As for the five wives and numerous other sexual partners, some words from a letter of 1968 sum things up: “All my ladies seem furious.” There is much here depicting Bellow as the hounded, sometimes hapless victim of female expectations and outrage. He takes the philosophic high road toward the erotic life in a letter to the novelist Alice Adams, when he claims to be puzzled by the “feminine belief” that love is a kind of salvation; thus “women, and sometimes men, too, demand of each other everything—everything! And isn’t it obvious by now that no human being has the power to give what we require from one another.” A more down-to-earth version of things erotic when it came to Bellow was provided (in James Atlas’s biography) by a young painter named Arlette Landes, who remarked, “He had a biblical Old World morality, but his fly was entirely unzipped at all times.” Another repeated attempt at the high road by Bellow involves Anthroposophy and the dictates of its architect, Rudolph Steiner. Bellow shares this interest with an English writer, Owen Barfield, who he is convinced knows what to do with the “consciousness-soul” and “who has managed to regenerate severed connections and found passage that lead from thought to feeling.” Knowing nothing about Anthroposophy and having never read Steiner, my untutored eye was unenlightened by the whole enterprise, which reminded me too much of Dr. Tamkin in Bellow’s short and much praised novel Seize the Day and his mumbo-jumbo about the real and the pretender soul.

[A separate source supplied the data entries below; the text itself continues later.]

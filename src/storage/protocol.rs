//! Batch claim protocol.
//!
//! Claiming a batch is two statements against one storage target:
//!
//! 1. read the highest pending id (`max(id) WHERE batch_id` unset);
//! 2. tag every pending row with `id <=` that value, in one UPDATE.
//!
//! Ids are monotonic within a target, so a row inserted after step 1 has a
//! larger id and stays pending even if it lands before step 2 runs. Writers
//! never wait for a claim. Two concurrent claims cannot tag the same row
//! because step 2 only touches rows that are still unset.

use async_trait::async_trait;
use chrono::{DateTime, Utc};
use tracing::debug;

use super::{Record, Result};

/// Single-statement primitives a storage target exposes.
///
/// Every method maps to exactly one SQL statement, so the embedded-engine
/// retry policy can wrap each one individually.
#[async_trait]
pub trait BatchStatements: Send + Sync {
    /// Insert a pending record, returning its assigned id.
    async fn insert(&self, head: &[u8], body: &[u8], arrived_at: DateTime<Utc>) -> Result<i64>;

    /// Highest id among pending rows, or `None` when nothing is pending.
    async fn max_pending_id(&self) -> Result<Option<i64>>;

    /// Tag pending rows with `id <= watermark`. Returns the number of rows tagged.
    async fn tag_pending(&self, watermark: i64) -> Result<u64>;

    /// Rows tagged with `watermark`, ascending by arrival time.
    async fn select_batch(&self, watermark: i64) -> Result<Vec<Record>>;

    /// Delete rows tagged with `watermark`. Returns the number of rows removed.
    async fn delete_batch(&self, watermark: i64) -> Result<u64>;

    /// Distinct watermarks of rows that are claimed but not yet finalized.
    async fn claimed_watermarks(&self) -> Result<Vec<i64>>;
}

/// Claim every currently pending row of a target into one batch.
///
/// Returns the watermark, or `None` if no pending row exists or a concurrent
/// claim tagged everything first.
pub async fn claim<S: BatchStatements + ?Sized>(statements: &S) -> Result<Option<i64>> {
    let Some(max_pending) = statements.max_pending_id().await? else {
        return Ok(None);
    };

    let tagged = statements.tag_pending(max_pending).await?;
    if tagged == 0 {
        debug!(watermark = max_pending, "Claim raced, nothing left to tag");
        return Ok(None);
    }

    debug!(watermark = max_pending, tagged, "Claimed batch");
    Ok(Some(max_pending))
}
//! OCRflow - OCR workflow orchestration for document ingestion.
//!
//! Documents (email attachments or direct uploads) are processed through
//! a configured chain of OCR engines: a primary plus ordered or parallel
//! fallbacks, each invocation guarded by retries and a per-engine circuit
//! breaker, each result judged against quality thresholds, and a single
//! winner selected by a configurable strategy.

pub mod cli;
pub mod models;
pub mod ocr;
pub mod repository;
pub mod workflow;
//! Execution persistence collaborators.
//!
//! The orchestrator hands each finalized `WorkflowExecution` to an
//! `ExecutionRepository` exactly once, after selection. Implementations
//! own durability; the orchestrator only depends on the trait.

mod json;
mod memory;

use async_trait::async_trait;
use thiserror::Error;

use crate::models::WorkflowExecution;

pub use json::JsonExecutionRepository;
pub use memory::InMemoryExecutionRepository;

/// Errors from persistence backends.
#[derive(Debug, Error)]
pub enum RepositoryError {
    #[error("io error: {0}")]
    Io(#[from] std::io::Error),

    #[error("serialization error: {0}")]
    Serialization(#[from] serde_json::Error),
}

/// Durable storage for workflow executions.
#[async_trait]
pub trait ExecutionRepository: Send + Sync {
    /// Store a finalized execution (idempotent per execution id).
    async fn save(&self, execution: &WorkflowExecution) -> Result<(), RepositoryError>;

    /// Load one execution by id.
    async fn get(&self, execution_id: &str) -> Result<Option<WorkflowExecution>, RepositoryError>;

    /// All executions recorded for a document, oldest first.
    async fn list_for_document(
        &self,
        document_id: &str,
    ) -> Result<Vec<WorkflowExecution>, RepositoryError>;
}
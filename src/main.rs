//! OCRflow - OCR workflow orchestration for document ingestion.
//!
//! Runs documents through a configured chain of OCR engines with quality
//! gating, retries, circuit breaking, and result selection.

use ocrflow::cli;
use tracing_subscriber::{layer::SubscriberExt, util::SubscriberInitExt};

#[tokio::main]
async fn main() -> anyhow::Result<()> {
    // Load .env file if present (before anything else)
    let _ = dotenvy::dotenv();

    // Initialize logging based on verbosity
    let default_filter = if cli::is_verbose() {
        "ocrflow=info"
    } else {
        "ocrflow=warn"
    };

    tracing_subscriber::registry()
        .with(
            tracing_subscriber::EnvFilter::try_from_default_env()
                .unwrap_or_else(|_| default_filter.into()),
        )
        .with(tracing_subscriber::fmt::layer())
        .init();

    cli::run().await
}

What do we learn from these letters about Bellow the artist? He himself was an acute critic of some of his novels. Years after it had been published, Bellow noted that The Adventures of Augie March had been written “in a jail-breaking spirit,” but added that most prison breaks were unsuccessful. To Martin Amis in 1995, he confesses he couldn’t “read a page of the book without flinching” and went on to call it “disconcertingly amorphous, sound and fury signifying not too much.” Mr. Sammler’s Planet he later found to be “not even a novel” but “a dramatic essay of some sort, wrung from me by the crazy Sixties.” Yet both these novels seem clearly superior to his lesser ones: Henderson the Rain King, Humboldt’s Gift, The Dean’s December, and More Die of Heartbreak. This leaves Herzog as his best novel by far, with the magnificent Seize the Day, perhaps the single finest thing he ever wrote, as an unforgettable novella. (There is a recovery of powers in Ravelstein, his last book.) Increasingly he saw himself and invited others to see him as a comic novelist, “capable of anything, mixing desperation and humor just as I like.” Even earlier, before Augie, he aspired to write a “purely comic book next in a spirit of le gai savoir...ringing comedy, not the centerless irony of the New Yorker.” Such comedy can’t be appreciated by employing the stale terms of plot and character, since it’s very much a matter of words and sentences used in surprising and pleasing ways, the ways of wit.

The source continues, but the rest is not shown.